There will come a time when all mail or business will be done this way and the USPS will go by the way of the dinosaur.
wy69
I remember when the feds suggested a tax on each email to “offset USPS losses.”
When I was a kid in the 50’s, living in Rochester, New York, during the Christmas season, the post office used to deliver twice a day for a certain number of days.
This year, for the first time, an envelope I sent the same son, was returned to me with a message "Address Doesn't Exist." My son has lived at the same address for at least 30 years, and I have always sent his mail with the same address on the envelope without problem. He lives in a three story brownstone, and there are three different mailboxes for each flat. His is the second floor, which I clearly mark as 2nd floor on the envelope. Dizty USPS delivery people.
Agree we have a government unionized postal system that picks our mail in ballots and does what with them.
OH WAIT 2020 dumpsters with ballots seen on fire.
“I remember when the feds suggested a tax on each email to ‘offset USPS losses.’”
I am seeing a whole lot of AI coming in at the present and I’m willing to bet in the future the computer will be a major part of it as it is already in everyone’s home and/or office. Problem I see is that there will come a time when you will tell Alexa to pay your bills at which time uncle sugar will know all about your acting finances to include your liquid assets. At that point they can put you on your knees with info you would never give them now. A sure sign now is that many companies or transactions can not be done with cash.
Hidden agenda by erasing the cost of USPS using the computer and having access to your soul. And you won’t be able to change it by doing it yourself or using cash to block them because Alexa is going to tell them everything you are, they will have you by the short ones.
wy69
What you wrote above is what I've heard from several relatives who were/have been postal workers for many years. They might not have a problem with privatization, but they have pointed to the Constitution. Many years ago, a post office job was considered a good job. But, nowadays, they mostly deliver packages because the USPS is competing with Amazon, UPS, FedEx. To say the mail carriers are not happy now would be an understatement. Instead of delivering letters, they're mostly delivering big, heavy boxes, and the letter delivery falls behind. They are overworked. Nevertheless, the older ones stay committed to the job. They always say they're hanging in there for the pension, but often they put off retirement. It's like they belong to a brotherhood they don't want to leave. They see their job as important and take their duties seriously. Actually, Clifford from Cheers wasn't far off. (lol) In fact, that actor was used in USPS training videos. I've never watched the Costner movie. I should check it out.
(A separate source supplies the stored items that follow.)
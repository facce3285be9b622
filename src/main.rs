//! 転移学習による画像分類 CLI

use std::path::{Path, PathBuf};

use anyhow::Result;
use clap::{Args, Parser, Subcommand};
use tracing::info;

use transfer_lab_lib::backend::{backend_name, default_device, DefaultBackend, TrainingBackend};
use transfer_lab_lib::dataset::{class_counts, LabelSet};
use transfer_lab_lib::fetch::ensure_dataset;
use transfer_lab_lib::logging::{init_logging, LogConfig, LogLevel};
use transfer_lab_lib::ml::InferenceEngine;
use transfer_lab_lib::model::{load_metadata, print_metadata_info, AppConfig};
use transfer_lab_lib::pipeline;

/// 事前学習済み特徴抽出器 + 分類層による画像分類
#[derive(Parser, Debug)]
#[command(name = "transfer_lab")]
#[command(version)]
#[command(about = "Transfer-learning image classification with Burn", long_about = None)]
struct Cli {
    /// 設定ファイル（JSON）
    #[arg(short, long, global = true)]
    config: Option<PathBuf>,

    /// デバッグログを表示
    #[arg(short, long, global = true)]
    verbose: bool,

    /// ログレベル（trace, debug, info, warn, error）
    #[arg(long, global = true)]
    log_level: Option<LogLevel>,

    #[command(subcommand)]
    command: Commands,
}

/// レポートのバッチ上限（`--limit N` または `--all`）
#[derive(Args, Debug, Default)]
struct LimitArgs {
    /// 描画するバッチ数の上限
    #[arg(long, conflicts_with = "all")]
    limit: Option<usize>,

    /// 全バッチを描画
    #[arg(long)]
    all: bool,
}

impl LimitArgs {
    fn apply(&self, config: &mut AppConfig) {
        if self.all {
            config.report.batch_limit = None;
        } else if let Some(limit) = self.limit {
            config.report.batch_limit = Some(limit);
        }
    }
}

#[derive(Subcommand, Debug)]
enum Commands {
    /// データセットをダウンロードして展開
    Fetch {
        /// アーカイブのURL
        #[arg(long)]
        url: Option<String>,

        /// ダウンロード先
        #[arg(long)]
        data_dir: Option<String>,
    },

    /// クラス一覧と画像枚数を表示
    Classes {
        /// データセットのルート（クラスごとのサブディレクトリを含む）
        #[arg(long)]
        data_dir: Option<PathBuf>,
    },

    /// 学習・保存・予測レポートを実行
    Train {
        /// データセットのルート
        #[arg(long)]
        data_dir: Option<PathBuf>,

        /// 事前学習済み特徴抽出器（URLまたはパス）
        #[arg(long)]
        extractor: Option<String>,

        /// 特徴抽出器を固定して分類層のみ学習
        #[arg(long)]
        freeze: bool,

        #[arg(long)]
        epochs: Option<usize>,

        #[arg(long)]
        batch_size: Option<usize>,

        #[arg(long)]
        seed: Option<u64>,

        /// モデルの保存先（.tar.gz）
        #[arg(short, long)]
        output: Option<String>,

        #[command(flatten)]
        limit: LimitArgs,
    },

    /// 保存済みモデルで検証用バッチの予測レポートを作成
    Report {
        #[arg(short, long)]
        model: Option<PathBuf>,

        #[arg(long)]
        data_dir: Option<PathBuf>,

        #[command(flatten)]
        limit: LimitArgs,
    },

    /// 画像を分類
    Predict {
        #[arg(short, long)]
        model: Option<PathBuf>,

        /// 分類する画像（複数可）
        #[arg(short, long, num_args = 1.., required = true)]
        input: Vec<PathBuf>,
    },

    /// モデルのメタデータを表示
    Inspect {
        #[arg(short, long)]
        model: Option<PathBuf>,
    },
}

fn main() -> Result<()> {
    let cli = Cli::parse();

    init_logging(&LogConfig::from_cli(cli.verbose, cli.log_level))?;

    let config_path = cli.config.clone().unwrap_or_else(AppConfig::default_path);
    let mut config = AppConfig::load_or_default(&config_path);

    match cli.command {
        Commands::Fetch { url, data_dir } => {
            if let Some(url) = url {
                config.data.dataset_url = url;
            }
            if let Some(data_dir) = data_dir {
                config.data.data_dir = data_dir;
            }
            let extracted = ensure_dataset(&config.data.dataset_url, Path::new(&config.data.data_dir))?;
            println!("データセット: {}", extracted.display());
        }

        Commands::Classes { data_dir } => {
            let dataset_dir = data_dir.unwrap_or_else(|| config.dataset_dir());
            let labels = LabelSet::discover(&dataset_dir)?;
            println!("=== クラス一覧 ({}) ===", dataset_dir.display());
            for (index, (name, count)) in class_counts(&dataset_dir, &labels)?.into_iter().enumerate() {
                println!("  [{}] {}: {}枚", index, name, count);
            }
        }

        Commands::Train {
            data_dir,
            extractor,
            freeze,
            epochs,
            batch_size,
            seed,
            output,
            limit,
        } => {
            if extractor.is_some() {
                config.model.extractor = extractor;
            }
            if freeze {
                config.model.freeze_extractor = true;
            }
            if let Some(epochs) = epochs {
                config.training.num_epochs = epochs;
            }
            if let Some(batch_size) = batch_size {
                config.training.batch_size = batch_size;
            }
            if let Some(seed) = seed {
                config.data.seed = seed;
            }
            if let Some(output) = output {
                config.model.model_path = output;
            }
            limit.apply(&mut config);

            let dataset_dir = data_dir.unwrap_or_else(|| config.dataset_dir());
            let device = default_device(config.device_type)?;
            info!("バックエンド: {}", backend_name());
            if cli.verbose {
                config.display();
            }

            let outcome = pipeline::train::<TrainingBackend>(&config, &dataset_dir, &device)?;
            println!("\n=== 学習完了 ===");
            println!("クラス: {}", outcome.labels.names().join(", "));
            println!("学習ステップ数: {}", outcome.history.len());
            println!("モデル: {}", outcome.model_path.display());
            println!(
                "予測レポート: {} バッチ / 正解率 {:.2}% ({})",
                outcome.report.batches_rendered,
                outcome.report.accuracy() * 100.0,
                config.report.output_dir
            );
        }

        Commands::Report {
            model,
            data_dir,
            limit,
        } => {
            limit.apply(&mut config);
            let model_path = model.unwrap_or_else(|| PathBuf::from(&config.model.model_path));
            let dataset_dir = data_dir.unwrap_or_else(|| config.dataset_dir());
            let device = default_device(config.device_type)?;

            let summary =
                pipeline::report::<DefaultBackend>(&config, &model_path, &dataset_dir, &device)?;
            println!(
                "予測レポート: {} バッチ / {} 枚 / 正解率 {:.2}%",
                summary.batches_rendered,
                summary.samples,
                summary.accuracy() * 100.0
            );
        }

        Commands::Predict { model, input } => {
            let model_path = model.unwrap_or_else(|| PathBuf::from(&config.model.model_path));
            let device = default_device(config.device_type)?;
            let engine = InferenceEngine::<DefaultBackend>::load(&model_path, &device)?;

            for (path, (class_name, confidence)) in input.iter().zip(engine.classify_batch(&input)?) {
                println!("{}: {} ({:.1}%)", path.display(), class_name, confidence * 100.0);
            }
        }

        Commands::Inspect { model } => {
            let model_path = model.unwrap_or_else(|| PathBuf::from(&config.model.model_path));
            print_metadata_info(&load_metadata(&model_path)?);
        }
    }

    Ok(())
}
I really enjoyed the guys I worked with.
I had done factory work and hospital cleaning work before, and letter carriers (not the night mail clerks!) were a blue collar elite.
People joke about it all the time but handling huge sums of money, vital documents and registered/insured mail is a lot of responsibility and doing it well was (and should be) a source of pride in a way that humping Bezos’s crap around is not.
Well said. Agreed 100%.
“Because the mail never stops. It just keeps coming and coming and coming, there’s never a let-up. It’s relentless. Every day it piles up more and more and more! And you gotta get it out but the more you get it out the more it keeps coming in. And then the bar code reader breaks and it’s Publishers Clearing House day.”